- _Try it_: Only lines containing "artists" are wanted from the data below. Copy those lines.
(Data to process begins)
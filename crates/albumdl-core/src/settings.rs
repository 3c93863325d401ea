//! Session settings shared by the console and the download collaborators

use serde::{Deserialize, Serialize};
use std::fmt;

/// Output template used when artist/album folder structuring is requested
pub const STRUCTURED_TEMPLATE: &str = "{artist}/{album}/{title}";

/// Output template used when none is configured
pub const DEFAULT_TEMPLATE: &str = "{artists} - {title}.{output-ext}";

#[derive(Debug, Clone, Serialize, Deserialize)]
#[serde(default)]
pub struct Settings {
    /// Lay files out as artist/album/title for console sessions
    pub structured: bool,
    /// Replace spaces with hyphens in downloaded file names
    pub replace_spaces: bool,
    /// Output path template
    pub output: String,
    /// Audio format handed to the downloader
    pub format: AudioFormat,
    /// Use YouTube Music metadata when resolving
    pub ytm_data: bool,
    /// Number tracks by their playlist position
    pub playlist_numbering: bool,
    /// Album names to drop from resolved results
    pub ignore_albums: Vec<String>,
    /// Only keep songs from albums of this type
    pub album_type: Option<AlbumType>,
    /// Keep each track's own cover art inside playlists
    pub playlist_retain_track_cover: bool,
    /// Maximum concurrent downloads within one batch
    pub threads: usize,
    /// Re-download files that already exist
    pub overwrite: bool,
    /// Filename transform, present only while a session has space replacement on
    #[serde(skip)]
    pub space_replacer: Option<PathTransform>,
}

impl Default for Settings {
    fn default() -> Self {
        Self {
            structured: false,
            replace_spaces: false,
            output: DEFAULT_TEMPLATE.to_string(),
            format: AudioFormat::Mp3,
            ytm_data: false,
            playlist_numbering: false,
            ignore_albums: Vec::new(),
            album_type: None,
            playlist_retain_track_cover: false,
            threads: 4,
            overwrite: false,
            space_replacer: None,
        }
    }
}

#[derive(Debug, Clone, Copy, PartialEq, Eq, Serialize, Deserialize)]
#[serde(rename_all = "lowercase")]
pub enum AudioFormat {
    Mp3,
    Flac,
    Ogg,
    Opus,
    M4a,
    Wav,
}

impl AudioFormat {
    pub fn extension(&self) -> &'static str {
        match self {
            AudioFormat::Mp3 => "mp3",
            AudioFormat::Flac => "flac",
            AudioFormat::Ogg => "ogg",
            AudioFormat::Opus => "opus",
            AudioFormat::M4a => "m4a",
            AudioFormat::Wav => "wav",
        }
    }
}

impl fmt::Display for AudioFormat {
    fn fmt(&self, f: &mut fmt::Formatter<'_>) -> fmt::Result {
        f.write_str(self.extension())
    }
}

#[derive(Debug, Clone, Copy, PartialEq, Eq, Serialize, Deserialize)]
#[serde(rename_all = "lowercase")]
pub enum AlbumType {
    Album,
    Single,
    Compilation,
}

impl fmt::Display for AlbumType {
    fn fmt(&self, f: &mut fmt::Formatter<'_>) -> fmt::Result {
        match self {
            AlbumType::Album => write!(f, "album"),
            AlbumType::Single => write!(f, "single"),
            AlbumType::Compilation => write!(f, "compilation"),
        }
    }
}

/// A rewrite applied to every destination path of a download batch
#[derive(Clone, Copy)]
pub struct PathTransform(fn(&str) -> String);

impl PathTransform {
    pub const fn new(f: fn(&str) -> String) -> Self {
        Self(f)
    }

    pub fn apply(&self, path: &str) -> String {
        (self.0)(path)
    }
}

impl fmt::Debug for PathTransform {
    fn fmt(&self, f: &mut fmt::Formatter<'_>) -> fmt::Result {
        f.write_str("PathTransform(..)")
    }
}

/// The space replacer installed by `replace_spaces` sessions
pub fn space_replacer() -> PathTransform {
    PathTransform::new(replace_spaces_in_filename)
}

/// Replace spaces with hyphens in the last `/`-separated segment only
pub fn replace_spaces_in_filename(path: &str) -> String {
    match path.rsplit_once('/') {
        Some((dir, file)) => format!("{}/{}", dir, file.replace(' ', "-")),
        None => path.replace(' ', "-"),
    }
}
//! Output path templates

use crate::settings::AudioFormat;
use crate::song::Song;
use regex::{Captures, Regex};
use std::sync::OnceLock;

const EXT_PLACEHOLDER: &str = "{output-ext}";

fn placeholder_re() -> &'static Regex {
    static RE: OnceLock<Regex> = OnceLock::new();
    RE.get_or_init(|| Regex::new(r"\{([a-z-]+)\}").expect("placeholder pattern is valid"))
}

/// Render a destination path for `song` from an output template.
///
/// Substituted values are sanitized so they can never introduce extra path
/// segments; the template's own `/` separators are kept. When the template
/// has no `{output-ext}` the format's extension is appended.
pub fn render(template: &str, song: &Song, format: AudioFormat) -> String {
    let rendered = placeholder_re().replace_all(template, |caps: &Captures| {
        match value_for(&caps[1], song, format) {
            Some(value) => value,
            None => caps[0].to_string(),
        }
    });

    if template.contains(EXT_PLACEHOLDER) {
        rendered.into_owned()
    } else {
        format!("{}.{}", rendered, format.extension())
    }
}

fn value_for(key: &str, song: &Song, format: AudioFormat) -> Option<String> {
    let value = match key {
        "title" => song.name.clone(),
        "artist" => song.artist.clone(),
        "artists" => song.joined_artists(),
        "album" => song.album_name.clone().unwrap_or_default(),
        "album-artist" => song.album_artist.clone().unwrap_or_default(),
        "track-number" => song
            .track_number
            .map(|n| format!("{:02}", n))
            .unwrap_or_default(),
        "tracks-count" => song.tracks_count.map(|n| n.to_string()).unwrap_or_default(),
        "disc-number" => song.disc_number.map(|n| n.to_string()).unwrap_or_default(),
        "year" => song.year.map(|y| y.to_string()).unwrap_or_default(),
        "date" => song.date.clone().unwrap_or_default(),
        "isrc" => song.isrc.clone().unwrap_or_default(),
        "output-ext" => return Some(format.extension().to_string()),
        _ => return None,
    };
    Some(sanitize_filename(&value))
}

/// Sanitize filename for filesystem
pub fn sanitize_filename(name: &str) -> String {
    name.chars()
        .map(|c| match c {
            '/' | '\\' | ':' | '*' | '?' | '"' | '<' | '>' | '|' => '_',
            _ => c,
        })
        .collect::<String>()
        .trim()
        .to_string()
}

#[cfg(test)]
mod tests {
    use super::*;
    use crate::settings::{DEFAULT_TEMPLATE, STRUCTURED_TEMPLATE};

    fn song() -> Song {
        Song {
            name: "My Song".to_string(),
            artists: vec!["Artist Name".to_string(), "Guest".to_string()],
            artist: "Artist Name".to_string(),
            album_name: Some("Best Of: Vol 1".to_string()),
            album_artist: None,
            track_number: Some(7),
            tracks_count: Some(12),
            disc_number: Some(1),
            year: Some(2001),
            date: None,
            isrc: None,
            song_id: None,
            url: None,
            download_url: None,
            duration: None,
        }
    }

    #[test]
    fn test_structured_template_appends_extension() {
        assert_eq!(
            render(STRUCTURED_TEMPLATE, &song(), AudioFormat::Flac),
            "Artist Name/Best Of_ Vol 1/My Song.flac"
        );
    }

    #[test]
    fn test_default_template() {
        assert_eq!(
            render(DEFAULT_TEMPLATE, &song(), AudioFormat::Mp3),
            "Artist Name, Guest - My Song.mp3"
        );
    }

    #[test]
    fn test_numbers_missing_and_unknown_placeholders() {
        let rendered = render(
            "{track-number}. {title} [{isrc}] {mystery}.{output-ext}",
            &song(),
            AudioFormat::Opus,
        );
        assert_eq!(rendered, "07. My Song [] {mystery}.opus");
    }

    #[test]
    fn test_values_cannot_add_path_segments() {
        let mut s = song();
        s.name = "AC/DC Cover".to_string();
        assert_eq!(render("{artist}/{title}", &s, AudioFormat::Mp3), "Artist Name/AC_DC Cover.mp3");
    }

    #[test]
    fn test_sanitize_filename() {
        assert_eq!(sanitize_filename("Normal Title"), "Normal Title");
        assert_eq!(sanitize_filename("Title/With:Special*Chars"), "Title_With_Special_Chars");
        assert_eq!(sanitize_filename("  Spaces  "), "Spaces");
    }
}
(Data to process ends)
- _Task solution_:
pub const DEFAULT_TEMPLATE: &str = "{artists} - {title}.{output-ext}";
        "artists" => song.joined_artists(),
            artists: vec!["Artist Name".to_string(), "Guest".to_string()],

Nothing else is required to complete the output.